Obama’s Immigration Angle
The current border crisis is a direct result of President Obama”s haphazard immigration policies and refusal to act. At the current time, President Obama isn”t worried about fixing immigration rather his main concern is the political fallout of the Democrats in 2014.
The problem has reached epic proportions, and the administration has turned a blind eye until now. Detention centers are overflowing, children are getting lost in the bureaucratic shuffle, and thousands of unaccompanied minors crossing over daily into the United States. The administration is feeling the pressure to act or risk losing big in 2014.
Immigration is at the forefront of everyone”s mind, and it”s no surprise since Hispanics are the largest and fastest growing voter base in America. Currently, about 28.2 million Hispanics will be eligible to vote in the 2016 presidential race, an increase of about 17 percent, according to an analysis of census data by the Center for American Progress, a research group.
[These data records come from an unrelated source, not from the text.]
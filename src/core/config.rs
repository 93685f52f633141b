//! Game configuration types.
//!
//! Games configure the board engine at startup by providing:
//! - `PieceConfig`: the kinds of pieces that can occupy cells
//! - `PoolConfig`: off-board reserves pieces are placed from
//! - `CounterConfig`: per-player auxiliary counters and whether they are
//!   part of the position digest
//! - `GameConfig`: combines the above with capacity and digest settings
//!
//! The engine never hardcodes piece kinds or pools - games define them.

use serde::{Deserialize, Serialize};

use super::PlayerId;

/// Index of a cell in a board's topology.
#[derive(Clone, Copy, Debug, PartialEq, Eq, Hash, PartialOrd, Ord, Serialize, Deserialize)]
pub struct CellId(pub u16);

impl CellId {
    /// Create a new cell ID.
    #[must_use]
    pub const fn new(id: u16) -> Self {
        Self(id)
    }

    /// Get the raw index.
    #[must_use]
    pub const fn index(self) -> usize {
        self.0 as usize
    }
}

/// Off-board piece reserve identifier.
#[derive(Clone, Copy, Debug, PartialEq, Eq, Hash, PartialOrd, Ord, Serialize, Deserialize)]
pub struct PoolId(pub u8);

impl PoolId {
    /// Create a new pool ID.
    #[must_use]
    pub const fn new(id: u8) -> Self {
        Self(id)
    }

    /// Get the raw index.
    #[must_use]
    pub const fn index(self) -> usize {
        self.0 as usize
    }
}

impl std::fmt::Display for PoolId {
    fn fmt(&self, f: &mut std::fmt::Formatter<'_>) -> std::fmt::Result {
        write!(f, "#{}", self.0)
    }
}

/// Opaque piece kind. Games assign meaning via `PieceConfig`.
#[derive(Clone, Copy, Debug, Default, PartialEq, Eq, Hash, PartialOrd, Ord, Serialize, Deserialize)]
pub struct PieceKind(pub u8);

impl PieceKind {
    /// Create a new piece kind.
    #[must_use]
    pub const fn new(kind: u8) -> Self {
        Self(kind)
    }
}

/// A piece on the board: its kind and its owner.
#[derive(Clone, Copy, Debug, PartialEq, Eq, Hash, Serialize, Deserialize)]
pub struct Piece {
    pub kind: PieceKind,
    pub owner: PlayerId,
}

impl Piece {
    #[must_use]
    pub const fn new(kind: PieceKind, owner: PlayerId) -> Self {
        Self { kind, owner }
    }
}

/// Display data for one piece kind.
#[derive(Clone, Debug, Serialize, Deserialize)]
pub struct PieceConfig {
    pub kind: PieceKind,
    pub name: String,
    /// Glyph per owner, used by text dumps of the board.
    pub glyphs: [char; 2],
}

impl PieceConfig {
    pub fn new(kind: PieceKind, name: impl Into<String>, glyphs: [char; 2]) -> Self {
        Self {
            kind,
            name: name.into(),
            glyphs,
        }
    }
}

/// An off-board reserve of identical pieces.
#[derive(Clone, Debug, Serialize, Deserialize)]
pub struct PoolConfig {
    pub id: PoolId,
    pub owner: PlayerId,
    pub kind: PieceKind,
    /// Starting count. `None` for an inexhaustible source/sink.
    pub count: Option<u32>,
}

impl PoolConfig {
    /// An inexhaustible pool.
    pub fn unlimited(id: PoolId, owner: PlayerId, kind: PieceKind) -> Self {
        Self {
            id,
            owner,
            kind,
            count: None,
        }
    }

    /// A pool holding `count` pieces.
    #[must_use]
    pub fn with_count(mut self, count: u32) -> Self {
        self.count = Some(count);
        self
    }
}

/// A per-player auxiliary counter.
///
/// `digest` decides whether the counter is part of the position digest.
/// Counters that affect legality (ownership flags, tallies that end the
/// game) must be digested; evaluator-only bookkeeping should not be, or
/// transpositions that differ only in bookkeeping stop matching.
#[derive(Clone, Debug, Serialize, Deserialize)]
pub struct CounterConfig {
    pub name: String,
    pub digest: bool,
    pub initial: i64,
}

impl CounterConfig {
    /// A counter that is part of the digest.
    pub fn digested(name: impl Into<String>) -> Self {
        Self {
            name: name.into(),
            digest: true,
            initial: 0,
        }
    }

    /// A counter that only the evaluator reads.
    pub fn evaluator_only(name: impl Into<String>) -> Self {
        Self {
            name: name.into(),
            digest: false,
            initial: 0,
        }
    }

    #[must_use]
    pub fn with_initial(mut self, value: i64) -> Self {
        self.initial = value;
        self
    }
}

/// Complete game configuration.
#[derive(Clone, Debug, Serialize, Deserialize)]
pub struct GameConfig {
    /// Variant name, recorded in transcripts.
    pub name: String,

    pub pieces: Vec<PieceConfig>,

    pub pools: Vec<PoolConfig>,

    /// Maximum stack height of a cell.
    pub cell_capacity: usize,

    pub counters: Vec<CounterConfig>,

    /// Seed of the digest constant generator. Changing it invalidates
    /// every stored digest.
    pub digest_seed: u64,

    /// Occurrences of a position that trigger a pending draw.
    pub repetition_limit: u32,

    /// Start in free-placement setup instead of turn-based play.
    pub starts_in_setup: bool,
}

impl GameConfig {
    /// Create a configuration with single-occupancy cells.
    pub fn new(name: impl Into<String>) -> Self {
        Self {
            name: name.into(),
            pieces: Vec::new(),
            pools: Vec::new(),
            cell_capacity: 1,
            counters: Vec::new(),
            digest_seed: 64 * 1000,
            repetition_limit: 3,
            starts_in_setup: false,
        }
    }

    #[must_use]
    pub fn with_piece(mut self, piece: PieceConfig) -> Self {
        self.pieces.push(piece);
        self
    }

    /// Add a pool. Pool ids must be dense and in order.
    #[must_use]
    pub fn with_pool(mut self, pool: PoolConfig) -> Self {
        assert_eq!(
            pool.id.index(),
            self.pools.len(),
            "Pool ids must be added in order"
        );
        self.pools.push(pool);
        self
    }

    #[must_use]
    pub fn with_counter(mut self, counter: CounterConfig) -> Self {
        self.counters.push(counter);
        self
    }

    #[must_use]
    pub fn with_cell_capacity(mut self, capacity: usize) -> Self {
        assert!(capacity > 0, "Cells must hold at least one piece");
        self.cell_capacity = capacity;
        self
    }

    #[must_use]
    pub fn with_digest_seed(mut self, seed: u64) -> Self {
        self.digest_seed = seed;
        self
    }

    #[must_use]
    pub fn with_repetition_limit(mut self, limit: u32) -> Self {
        self.repetition_limit = limit;
        self
    }

    #[must_use]
    pub fn in_setup(mut self) -> Self {
        self.starts_in_setup = true;
        self
    }

    /// Get a pool config by ID.
    #[must_use]
    pub fn pool(&self, id: PoolId) -> Option<&PoolConfig> {
        self.pools.get(id.index())
    }

    /// Index of a counter by name.
    #[must_use]
    pub fn counter_index(&self, name: &str) -> Option<usize> {
        self.counters.iter().position(|c| c.name == name)
    }

    /// Number of distinct piece kinds (at least one).
    #[must_use]
    pub fn kind_count(&self) -> usize {
        self.pieces
            .iter()
            .map(|p| p.kind.0 as usize + 1)
            .max()
            .unwrap_or(1)
    }

    /// Display glyph of a piece.
    #[must_use]
    pub fn glyph(&self, piece: Piece) -> char {
        self.pieces
            .iter()
            .find(|p| p.kind == piece.kind)
            .map(|p| p.glyphs[piece.owner.index() & 1])
            .unwrap_or('?')
    }
}

#[cfg(test)]
mod tests {
    use super::*;

    fn stones() -> GameConfig {
        GameConfig::new("stones")
            .with_piece(PieceConfig::new(PieceKind::new(0), "stone", ['X', 'O']))
            .with_pool(PoolConfig::unlimited(PoolId::new(0), PlayerId::FIRST, PieceKind::new(0)))
            .with_pool(
                PoolConfig::unlimited(PoolId::new(1), PlayerId::SECOND, PieceKind::new(0))
                    .with_count(4),
            )
            .with_counter(CounterConfig::digested("captures"))
            .with_counter(CounterConfig::evaluator_only("drift").with_initial(2))
    }

    #[test]
    fn test_defaults() {
        let config = GameConfig::new("plain");
        assert_eq!(config.cell_capacity, 1);
        assert_eq!(config.repetition_limit, 3);
        assert!(!config.starts_in_setup);
        assert_eq!(config.kind_count(), 1);
    }

    #[test]
    fn test_builder() {
        let config = stones();

        assert_eq!(config.pools.len(), 2);
        assert_eq!(config.pool(PoolId::new(1)).unwrap().count, Some(4));
        assert!(config.pool(PoolId::new(2)).is_none());
        assert_eq!(config.counter_index("drift"), Some(1));
        assert!(!config.counters[1].digest);
        assert_eq!(config.counters[1].initial, 2);
    }

    #[test]
    fn test_glyph() {
        let config = stones();
        assert_eq!(config.glyph(Piece::new(PieceKind::new(0), PlayerId::SECOND)), 'O');
        assert_eq!(config.glyph(Piece::new(PieceKind::new(5), PlayerId::FIRST)), '?');
    }

    #[test]
    #[should_panic(expected = "Pool ids must be added in order")]
    fn test_pool_order_enforced() {
        let _ = GameConfig::new("bad")
            .with_pool(PoolConfig::unlimited(PoolId::new(1), PlayerId::FIRST, PieceKind::new(0)));
    }

    #[test]
    fn test_pool_display() {
        assert_eq!(PoolId::new(3).to_string(), "#3");
    }

    #[test]
    fn test_serialization() {
        let config = stones();
        let json = serde_json::to_string(&config).unwrap();
        let back: GameConfig = serde_json::from_str(&json).unwrap();
        assert_eq!(back.name, "stones");
        assert_eq!(back.counters.len(), 2);
    }
}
A pattern has been established with the current administration and decisive action isn”t taken until the 11th hour on most matters. The Obama White House has online casino made a habit of reacting to crises rather than being proactive and preventing them. Republicans are poised to take back the Senate in November causing Obama to employ the only campaign strategy he knows; create a problem and then demand action from Congress.
In June 2012, Obama employed this strategy on immigration when he created Deferred Action for Childhood Arrivals, allowing over 500,000 undocumented immigrants brought to the country as kids to file with the government to avoid deportation. The creation of DACA was an election time move to court Hispanic voters, and now two years later President Obama is at it again.
Homeland Security Secretary, Jeh Johnson, was ordered by President Obama to conduct a systemwide review of the deportation practices to see how things could be done “more humanely.” The findings will be released in the next few weeks as a way to energize Hispanics to turn out and vote in November.
Given the current polling numbers, and Obama”s dismal approval rating it is not surprising the President would try and turn the focus of the upcoming election on immigration. Looking over the past 19 months of Obama”s second term, DC has crumbled under his lack of leadership and is only getting worse as the days wane on.
While some may argue the lack of action in Washington is a result of Congress” inability to pass an immigration bill, I would argue the opposite. Congress will not pass an immigration bill this session because Republicans don’t trust Obama to carry out laws as passed.
The American people are slowly losing trust in the President”s efficacy as a leader and his bleak approval numbers paint an even more dismal picture which spells trouble for Democrats running for reelection in November. At this rate, immigration is the only issue Democrats could possibly run on in 2014, but even my Magic 8ball says the outlook isn”t so good.